▸ **Extracted data**
================

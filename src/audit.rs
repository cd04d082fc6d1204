//! Detection of scrobbles with missing artist or album metadata.
//!
//! Problems are grouped per track so a track scrobbled a hundred times without
//! an album shows up once, with its count, instead of a hundred times.

use crate::types::ScrobbleRecord;
use serde::{Deserialize, Serialize};
use std::cmp::Ordering;
use std::collections::HashMap;

const MUSIC_URL_PREFIX: &str = "https://www.last.fm/music/";

/// Which metadata fields of a scrobble are missing.
#[derive(Debug, Clone, Copy, Default, PartialEq, Eq, Hash, Serialize, Deserialize)]
pub struct MissingFields {
    pub artist: bool,
    pub album: bool,
}

impl MissingFields {
    pub fn any(&self) -> bool {
        self.artist || self.album
    }

    /// Column labels for the missing fields, artist first.
    pub fn labels(&self) -> Vec<&'static str> {
        let mut labels = Vec::new();
        if self.artist {
            labels.push("Artist");
        }
        if self.album {
            labels.push("Album");
        }
        labels
    }
}

impl std::fmt::Display for MissingFields {
    fn fmt(&self, f: &mut std::fmt::Formatter<'_>) -> std::fmt::Result {
        write!(f, "{}", self.labels().join(", "))
    }
}

fn is_blank(value: &str) -> bool {
    value.trim().is_empty()
}

impl ScrobbleRecord {
    /// Missing-field flags; whitespace-only text counts as missing.
    pub fn missing_fields(&self) -> MissingFields {
        MissingFields {
            artist: is_blank(&self.artist),
            album: is_blank(&self.album),
        }
    }
}

/// A track with missing metadata and how often it was scrobbled that way.
#[derive(Debug, Clone, PartialEq, Eq, Serialize, Deserialize)]
pub struct ProblemTrack {
    /// First scrobble seen for this track, i.e. the most recent one
    pub scrobble: ScrobbleRecord,
    /// Number of scrobbles sharing the track name and artist text
    pub count: usize,
    /// Fields missing on the representative scrobble
    pub missing: MissingFields,
}

impl ProblemTrack {
    /// Link to the track in the user's own library, where Last.fm offers editing.
    ///
    /// URLs outside `https://www.last.fm/music/` are returned unchanged.
    pub fn library_edit_url(&self, username: &str) -> String {
        match self.scrobble.url.strip_prefix(MUSIC_URL_PREFIX) {
            Some(rest) => format!(
                "https://www.last.fm/user/{}/library/music/{rest}",
                urlencoding::encode(username)
            ),
            None => self.scrobble.url.clone(),
        }
    }
}

/// Case-insensitive ordering, falling back to exact text for a stable order.
fn compare_text(a: &str, b: &str) -> Ordering {
    a.to_lowercase()
        .cmp(&b.to_lowercase())
        .then_with(|| a.cmp(b))
}

/// Find scrobbles with a blank artist or album, grouped per track.
///
/// Scrobbles are grouped by track name and artist text. Groups are ordered by
/// scrobble count (highest first), then artist, then album, ignoring case.
pub fn find_problem_tracks(scrobbles: &[ScrobbleRecord]) -> Vec<ProblemTrack> {
    let mut index: HashMap<(&str, &str), usize> = HashMap::new();
    let mut problems: Vec<ProblemTrack> = Vec::new();

    for scrobble in scrobbles {
        let missing = scrobble.missing_fields();
        if !missing.any() {
            continue;
        }

        let key = (scrobble.name.as_str(), scrobble.artist.as_str());
        match index.get(&key) {
            Some(&i) => problems[i].count += 1,
            None => {
                index.insert(key, problems.len());
                problems.push(ProblemTrack {
                    scrobble: scrobble.clone(),
                    count: 1,
                    missing,
                });
            }
        }
    }

    problems.sort_by(|a, b| {
        b.count
            .cmp(&a.count)
            .then_with(|| compare_text(&a.scrobble.artist, &b.scrobble.artist))
            .then_with(|| compare_text(&a.scrobble.album, &b.scrobble.album))
    });

    log::debug!(
        "Found {} problem tracks in {} scrobbles",
        problems.len(),
        scrobbles.len()
    );

    problems
}

/// Totals shown once a fetch completes.
#[derive(Debug, Clone, Copy, Default, PartialEq, Eq, Serialize, Deserialize)]
pub struct AuditSummary {
    pub total_scrobbles: usize,
    /// Number of problem tracks (groups, not scrobbles)
    pub issues: usize,
    pub missing_artist: usize,
    pub missing_album: usize,
}

impl AuditSummary {
    pub fn from_records(scrobbles: &[ScrobbleRecord]) -> Self {
        let problems = find_problem_tracks(scrobbles);
        Self {
            total_scrobbles: scrobbles.len(),
            issues: problems.len(),
            missing_artist: problems.iter().filter(|p| p.missing.artist).count(),
            missing_album: problems.iter().filter(|p| p.missing.album).count(),
        }
    }

    pub fn is_clean(&self) -> bool {
        self.issues == 0
    }
}
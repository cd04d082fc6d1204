#![allow(dead_code)]
use async_trait::async_trait;
use http_types::StatusCode;
use scrobble_doctor::{
    Credentials, FetchConfig, LastFmApiClient, LastFmError, PageResult, Result, ScrobbleRecord,
};
use std::collections::{HashMap, VecDeque};
use std::sync::{Arc, Mutex};
use std::time::Duration;

/// Fetch config without pacing or backoff delays.
pub fn instant_config() -> FetchConfig {
    FetchConfig::default()
        .with_page_delay(Duration::ZERO)
        .with_retry_backoff(Duration::ZERO)
}

pub fn credentials(username: &str) -> Credentials {
    Credentials::new(username, "test_api_key")
}

pub fn scrobble(name: &str, artist: &str, album: &str, timestamp: u64) -> ScrobbleRecord {
    ScrobbleRecord {
        name: name.to_string(),
        artist: artist.to_string(),
        album: album.to_string(),
        timestamp: Some(timestamp),
        url: format!(
            "https://www.last.fm/music/{}/_/{}",
            urlencoding::encode(artist),
            urlencoding::encode(name)
        ),
        now_playing: false,
        mbid: None,
        artist_mbid: None,
        album_mbid: None,
    }
}

pub fn now_playing(name: &str, artist: &str) -> ScrobbleRecord {
    ScrobbleRecord {
        timestamp: None,
        now_playing: true,
        ..scrobble(name, artist, "Live", 0)
    }
}

/// `count` complete scrobbles named `<prefix> <n>`, newest first.
pub fn scrobbles(prefix: &str, count: usize, newest_timestamp: u64) -> Vec<ScrobbleRecord> {
    (0..count)
        .map(|i| {
            scrobble(
                &format!("{prefix} {i}"),
                "Artist",
                "Album",
                newest_timestamp - i as u64,
            )
        })
        .collect()
}

pub fn page(records: Vec<ScrobbleRecord>, page: u32, total_pages: u32) -> PageResult {
    PageResult {
        records,
        page,
        total_pages,
        per_page: Some(200),
        total: None,
    }
}

/// Split `records` into pages of `page_size`, all reporting the same total.
pub fn paginate(records: Vec<ScrobbleRecord>, page_size: usize) -> Vec<PageResult> {
    let chunks: Vec<Vec<ScrobbleRecord>> = records
        .chunks(page_size)
        .map(|chunk| chunk.to_vec())
        .collect();
    let total_pages = chunks.len() as u32;
    chunks
        .into_iter()
        .enumerate()
        .map(|(i, chunk)| page(chunk, i as u32 + 1, total_pages))
        .collect()
}

// =============================================================================
// Scripted page fetcher
// =============================================================================

#[derive(Default)]
struct ScriptState {
    failures: HashMap<(String, u32), VecDeque<LastFmError>>,
    calls: Vec<(String, u32, u32)>,
}

/// [`LastFmApiClient`] serving canned pages per username.
///
/// Failures queued with [`ScriptedApiClient::failing`] are returned, one per
/// call, before the page itself is served.
#[derive(Clone, Default)]
pub struct ScriptedApiClient {
    histories: Arc<HashMap<String, Vec<PageResult>>>,
    state: Arc<Mutex<ScriptState>>,
    latency: Duration,
}

impl ScriptedApiClient {
    pub fn new() -> Self {
        Self::default()
    }

    pub fn with_history(mut self, username: &str, pages: Vec<PageResult>) -> Self {
        Arc::make_mut(&mut self.histories).insert(username.to_string(), pages);
        self
    }

    pub fn failing(self, username: &str, page: u32, errors: Vec<LastFmError>) -> Self {
        self.state
            .lock()
            .unwrap()
            .failures
            .insert((username.to_string(), page), errors.into());
        self
    }

    pub fn with_latency(mut self, latency: Duration) -> Self {
        self.latency = latency;
        self
    }

    /// Pages requested so far, in order.
    pub fn requested_pages(&self, username: &str) -> Vec<u32> {
        self.state
            .lock()
            .unwrap()
            .calls
            .iter()
            .filter(|(user, _, _)| user == username)
            .map(|(_, page, _)| *page)
            .collect()
    }

    pub fn requested_limits(&self) -> Vec<u32> {
        self.state
            .lock()
            .unwrap()
            .calls
            .iter()
            .map(|(_, _, limit)| *limit)
            .collect()
    }

    pub fn call_count(&self) -> usize {
        self.state.lock().unwrap().calls.len()
    }
}

#[async_trait]
impl LastFmApiClient for ScriptedApiClient {
    async fn get_recent_tracks_page(
        &self,
        credentials: &Credentials,
        page: u32,
        limit: u32,
    ) -> Result<PageResult> {
        let failure = {
            let mut state = self.state.lock().unwrap();
            state
                .calls
                .push((credentials.username.clone(), page, limit));
            state
                .failures
                .get_mut(&(credentials.username.clone(), page))
                .and_then(|queue| queue.pop_front())
        };

        if !self.latency.is_zero() {
            tokio::time::sleep(self.latency).await;
        }

        if let Some(error) = failure {
            return Err(error);
        }

        self.histories
            .get(&credentials.username)
            .and_then(|pages| pages.get(page as usize - 1))
            .cloned()
            .ok_or_else(|| LastFmError::RemoteRequest {
                status: 404,
                message: Some(format!("no page {page} for {}", credentials.username)),
            })
    }
}

// =============================================================================
// Fake HTTP transport
// =============================================================================

#[derive(Debug, Clone)]
pub enum FakeResponse {
    Status(u16, String),
    Bytes(u16, Vec<u8>),
    TransportError(String),
}

#[derive(Debug, Default)]
struct FakeHttpState {
    responses: VecDeque<FakeResponse>,
    requests: Vec<String>,
}

/// [`http_client::HttpClient`] answering from a queue of canned responses.
#[derive(Debug, Clone, Default)]
pub struct FakeHttpClient {
    state: Arc<Mutex<FakeHttpState>>,
}

impl FakeHttpClient {
    pub fn new(responses: Vec<FakeResponse>) -> Self {
        Self {
            state: Arc::new(Mutex::new(FakeHttpState {
                responses: responses.into(),
                requests: Vec::new(),
            })),
        }
    }

    pub fn ok(body: &str) -> FakeResponse {
        FakeResponse::Status(200, body.to_string())
    }

    /// URLs requested so far.
    pub fn requests(&self) -> Vec<String> {
        self.state.lock().unwrap().requests.clone()
    }
}

#[async_trait]
impl http_client::HttpClient for FakeHttpClient {
    async fn send(
        &self,
        req: http_client::Request,
    ) -> std::result::Result<http_client::Response, http_types::Error> {
        let next = {
            let mut state = self.state.lock().unwrap();
            state.requests.push(req.url().to_string());
            state.responses.pop_front()
        };

        match next {
            Some(FakeResponse::Status(code, body)) => {
                let status = StatusCode::try_from(code)?;
                let mut response = http_types::Response::new(status);
                response.set_body(body);
                Ok(response)
            }
            Some(FakeResponse::Bytes(code, bytes)) => {
                let status = StatusCode::try_from(code)?;
                let mut response = http_types::Response::new(status);
                response.set_body(bytes);
                Ok(response)
            }
            Some(FakeResponse::TransportError(message)) => Err(http_types::Error::from_str(
                StatusCode::BadGateway,
                message,
            )),
            None => Err(http_types::Error::from_str(
                StatusCode::BadGateway,
                "no scripted response left",
            )),
        }
    }
}

/// JSON body for one page of `user.getrecenttracks`.
pub fn recent_tracks_json(records: &[ScrobbleRecord], page: u32, total_pages: u32) -> String {
    let tracks: Vec<serde_json::Value> = records
        .iter()
        .map(|r| {
            let mut track = serde_json::json!({
                "name": r.name,
                "url": r.url,
                "mbid": "",
                "artist": {"#text": r.artist, "mbid": ""},
                "album": {"#text": r.album, "mbid": ""},
            });
            match r.timestamp {
                Some(ts) => {
                    track["date"] = serde_json::json!({"uts": ts.to_string(), "#text": ""});
                }
                None => {
                    track["@attr"] = serde_json::json!({"nowplaying": "true"});
                }
            }
            track
        })
        .collect();

    serde_json::json!({
        "recenttracks": {
            "track": tracks,
            "@attr": {
                "user": "test_user",
                "page": page.to_string(),
                "perPage": "200",
                "totalPages": total_pages.to_string(),
                "total": (records.len() as u64).to_string(),
            }
        }
    })
    .to_string()
}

================

▸ **Work request**
Return every line of the records in which the word "returned" is found.

▸ **Answer to the exercise**
    /// URLs outside `https://www.last.fm/music/` are returned unchanged.
/// Failures queued with [`ScriptedApiClient::failing`] are returned, one per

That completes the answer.